(Entries taken from a collection)
————

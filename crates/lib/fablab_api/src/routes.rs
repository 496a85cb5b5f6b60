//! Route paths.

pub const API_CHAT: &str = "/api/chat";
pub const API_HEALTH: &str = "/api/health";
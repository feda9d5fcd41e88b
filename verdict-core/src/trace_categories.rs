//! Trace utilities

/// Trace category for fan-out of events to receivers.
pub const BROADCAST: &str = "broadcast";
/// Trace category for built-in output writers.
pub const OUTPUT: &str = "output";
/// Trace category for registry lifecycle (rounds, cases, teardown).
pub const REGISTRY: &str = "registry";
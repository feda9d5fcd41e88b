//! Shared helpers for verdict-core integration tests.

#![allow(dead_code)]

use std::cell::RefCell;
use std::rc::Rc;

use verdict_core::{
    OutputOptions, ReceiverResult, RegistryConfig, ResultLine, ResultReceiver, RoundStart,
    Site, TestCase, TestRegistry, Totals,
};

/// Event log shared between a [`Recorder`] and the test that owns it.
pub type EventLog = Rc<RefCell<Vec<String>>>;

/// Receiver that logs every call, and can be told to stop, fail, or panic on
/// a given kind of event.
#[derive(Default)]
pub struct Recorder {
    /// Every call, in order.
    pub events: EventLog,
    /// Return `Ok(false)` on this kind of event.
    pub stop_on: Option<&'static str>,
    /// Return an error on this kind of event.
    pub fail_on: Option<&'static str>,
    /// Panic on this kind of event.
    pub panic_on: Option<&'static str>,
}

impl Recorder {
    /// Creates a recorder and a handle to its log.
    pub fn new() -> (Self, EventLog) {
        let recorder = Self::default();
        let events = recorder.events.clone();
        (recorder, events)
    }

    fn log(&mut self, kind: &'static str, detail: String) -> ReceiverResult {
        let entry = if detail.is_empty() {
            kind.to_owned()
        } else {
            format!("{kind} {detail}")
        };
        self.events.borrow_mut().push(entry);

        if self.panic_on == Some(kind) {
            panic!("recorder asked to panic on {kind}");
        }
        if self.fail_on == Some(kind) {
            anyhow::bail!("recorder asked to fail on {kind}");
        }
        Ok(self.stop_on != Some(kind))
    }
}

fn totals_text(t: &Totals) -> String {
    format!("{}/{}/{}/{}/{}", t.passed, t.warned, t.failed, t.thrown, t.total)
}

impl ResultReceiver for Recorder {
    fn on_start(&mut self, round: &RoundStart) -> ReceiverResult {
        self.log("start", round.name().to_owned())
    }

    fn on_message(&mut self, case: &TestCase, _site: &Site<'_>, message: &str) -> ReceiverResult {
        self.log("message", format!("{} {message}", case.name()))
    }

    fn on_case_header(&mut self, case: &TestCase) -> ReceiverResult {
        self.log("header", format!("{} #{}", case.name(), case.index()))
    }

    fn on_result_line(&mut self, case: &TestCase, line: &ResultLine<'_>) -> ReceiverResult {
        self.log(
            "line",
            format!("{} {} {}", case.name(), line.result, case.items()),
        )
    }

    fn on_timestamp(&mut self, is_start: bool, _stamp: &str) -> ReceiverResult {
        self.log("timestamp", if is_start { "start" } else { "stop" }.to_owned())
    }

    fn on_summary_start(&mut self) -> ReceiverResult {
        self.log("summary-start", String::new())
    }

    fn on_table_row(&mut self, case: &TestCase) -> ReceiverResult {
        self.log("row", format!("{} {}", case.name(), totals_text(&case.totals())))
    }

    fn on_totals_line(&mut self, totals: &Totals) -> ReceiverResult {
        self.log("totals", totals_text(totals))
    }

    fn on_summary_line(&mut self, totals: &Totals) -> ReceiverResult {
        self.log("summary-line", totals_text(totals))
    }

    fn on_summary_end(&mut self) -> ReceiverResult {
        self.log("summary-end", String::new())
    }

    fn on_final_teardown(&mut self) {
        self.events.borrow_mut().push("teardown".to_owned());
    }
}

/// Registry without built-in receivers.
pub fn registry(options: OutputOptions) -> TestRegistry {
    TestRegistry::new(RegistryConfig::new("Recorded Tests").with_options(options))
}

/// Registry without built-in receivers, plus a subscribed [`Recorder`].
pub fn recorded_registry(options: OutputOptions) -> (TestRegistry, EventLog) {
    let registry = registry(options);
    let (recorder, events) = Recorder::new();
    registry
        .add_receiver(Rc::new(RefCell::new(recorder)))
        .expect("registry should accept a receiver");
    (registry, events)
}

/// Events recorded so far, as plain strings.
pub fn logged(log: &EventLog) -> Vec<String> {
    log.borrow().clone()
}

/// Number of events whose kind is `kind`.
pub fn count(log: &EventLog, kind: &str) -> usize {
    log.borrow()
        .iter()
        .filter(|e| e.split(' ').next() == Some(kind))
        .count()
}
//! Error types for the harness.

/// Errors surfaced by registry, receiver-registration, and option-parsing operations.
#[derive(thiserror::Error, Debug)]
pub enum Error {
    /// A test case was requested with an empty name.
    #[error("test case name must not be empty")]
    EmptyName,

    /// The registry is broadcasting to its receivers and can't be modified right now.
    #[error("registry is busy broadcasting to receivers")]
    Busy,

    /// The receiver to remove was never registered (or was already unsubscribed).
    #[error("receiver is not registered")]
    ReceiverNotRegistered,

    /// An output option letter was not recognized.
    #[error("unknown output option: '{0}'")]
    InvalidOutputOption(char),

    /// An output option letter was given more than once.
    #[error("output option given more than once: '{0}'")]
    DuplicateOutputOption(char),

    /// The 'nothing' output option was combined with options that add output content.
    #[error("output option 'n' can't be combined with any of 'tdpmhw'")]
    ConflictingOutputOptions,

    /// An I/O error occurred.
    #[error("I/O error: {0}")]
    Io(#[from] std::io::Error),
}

————

What to produce: Copy all lines above where "category" is present.

Answer to this task:
/// Trace category for fan-out of events to receivers.
/// Trace category for built-in output writers.
/// Trace category for registry lifecycle (rounds, cases, teardown).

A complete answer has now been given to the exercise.